No tub of Gatorade could have done the moment justice. It took
young fingers to do the honors properly, digits belonging to
21-year-old Arizona forward Bennett Davison. Wildcats coach Lute
Olson--the man from Glad, the man off the wedding cake, the man
with a North Dakota upbringing marked by bitter winters and
stern moral stricture--was striding up the sideline in
Indianapolis's RCA Dome just before midnight on Monday with
every bit of his notorious stoicism intact. He was a fresh
claimant of a national championship, his and his school's first,
but he was absolutely stone-faced as he made his way to
congratulate Kentucky coach Rick Pitino following Arizona's
84-79 overtime victory.

That's when Davison caught up with his coach and began massaging
that famously perfect white coif. Olson's face cleaved into a
smile, and the world knew for sure what it must have momentarily
doubted: that Arizona had indeed just won an NCAA title. "Coach
can relax now," Davison would say later. "He can finally let his
hair down."

In winning, Arizona had taken out three of the game's hoariest
programs, Kansas, North Carolina and Kentucky, with no muss. The
fourth-seeded Wildcats had beaten those three, each a No. 1
seed, with no fuss. Now it was time for some serious
dishevelment. After his team beat North Carolina 66-58 on
Saturday to gain a berth in his first final in four tries, Olson
said, "As long as we've come this far, we might as well win it
on Monday." Say it with an upper Midwest inflection, and that
line could have been lifted straight from the script of the
movie Fargo.

Arizona, a team that had muddled through the season as 65% free
throw shooters, sank 82% of its foul shots in the title game. A
team that had played 12 games decided by five points or less
beat a team that had won only one close game all year and ended
its season 0-3 when pushed to overtime. How loose was Arizona?
Miles Simon, the Wildcats' imperturbable junior guard, played
more than a minute of the extra session with the laces of one
shoe untied.

Arizona's Wildcats beat Kentucky's Wildcats in a game with the
same narrow contours as a catwalk. A sloppy first half gave way
to a magnificent second half and then five minutes more. Twenty
times the score was tied; 18 times the lead changed hands. Not
until 13.8 seconds remained in OT, and Kentucky's only hope
rested with desperate fouls, did either team seize a lead of
more than six points.

Such a game would be won in the backcourt, and two of Arizona's
guards, Simon and freshman point man Mike Bibby, made the
decisive plays. Again and again Simon danced into the lane,
either to squeeze off gentle floaters or to draw fouls from
late-arriving Kentucky defenders. As he paraded to the line for
17 free throws, Simon could think only of the film he had seen
on Sunday of South Carolina shooting 44 free throws in beating
Kentucky on March 2. "They can't stop me," he told his teammates
in the huddle at one point during the first half. In the end
Simon was named the Final Four's Most Outstanding Player for his
30 points on Monday, 14 from the free throw line, where he spent
much of the night, thanks to his shoulder-dipping up-and-under
moves. "I can't believe they kept falling for the same trick,"
said Arizona's small forward, Michael Dickerson.

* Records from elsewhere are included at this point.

//! Engine module: hashing, storage, CLI plumbing

pub mod arg_parser;
pub mod cli;
pub mod db_ops;
pub mod hashing;
pub mod progress;
pub mod tools;

// Re-export commonly used functions
pub use arg_parser::Cli;
pub use cli::{handle_run, setup_opts};
pub use db_ops::{
    count_files, load_duplicates, open_db, open_db_in_memory, store_results, store_to_file,
};
pub use hashing::{hash_bytes, hash_file, hash_file_with_buffer, is_hex_digest};
pub use tools::{
    canonicalize_db_path, glob_match, is_db_artifact, is_settings_file, path_to_db_string,
    should_include_in_walk, validate_root,
};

For his part Bibby contributed three three-pointers, three
steals and 19 points while routinely busting out of double teams
that often included Kentucky's 6'7" All-America, Ron Mercer.
Bibby is believed to be the first freshman point guard ever to
pilot a team to a national championship.

Both Simon and Bibby have athletic relatives who kept up with
the weekend's drama. Moments after the game ended Simon found
his sister, Charisse, in the stands. She handed him a cellular
phone so he could speak to her husband, a certain Yankee
outfielder who was on the line from Seattle, awaiting the
defending World Series champs' Opening Day game with the
Mariners. "What's up?" Simon asked Darryl Strawberry.

"Now we have two championships to celebrate," Charisse said.

Bibby's personal drama is still a work in progress. He's
estranged from his father, Henry, who is now the coach at
Southern Cal. But on Friday, Henry tracked his son down in the
lobby of the team's hotel. What Henry said, his son wouldn't
say; Mike spent the week robotically repeating, "I'm not
answering any questions about my father," each time one was
posed. But his mother, Virginia, wasn't so reticent--though it
must be noted that she is in the midst of an acrimonious divorce
proceeding with Mike's father. "[Henry] was hiding in the
hotel," she said on Monday night. "He just popped out and said,
'Can I talk to you for a second?' He spoke, not Mike. Then he
talked to a TV station and said he had a meeting with Mike. He
should have left the kid alone. He just wanted the stage. I wish
it was for the right reason, to be a father. Unfortunately, I
know it wasn't."

Bibby nonetheless did nothing to dishonor his dad, who was one
of the college game's great open-court guards when he played on
three national championship teams at UCLA. And at the foul line
Bibby showed the same sangfroid as Simon, sinking all six of his
shots.

Arizona's victory closes one of college basketball's longest
running stand-up acts. The roll call has been an easy laugh
line: East Tennessee State. Santa Clara. Miami of Ohio. Since
1992 each had taken out heavily favored Arizona in the first
round of an NCAA tournament. It's a legacy that helps explain
why last week, in an Indianapolis Star poll of 20 sportswriters,
none picked the Wildcats to win the national title, and why
several years ago one pundit did pick Arizona to win--the
Iditarod, such dogs did he consider the Cats.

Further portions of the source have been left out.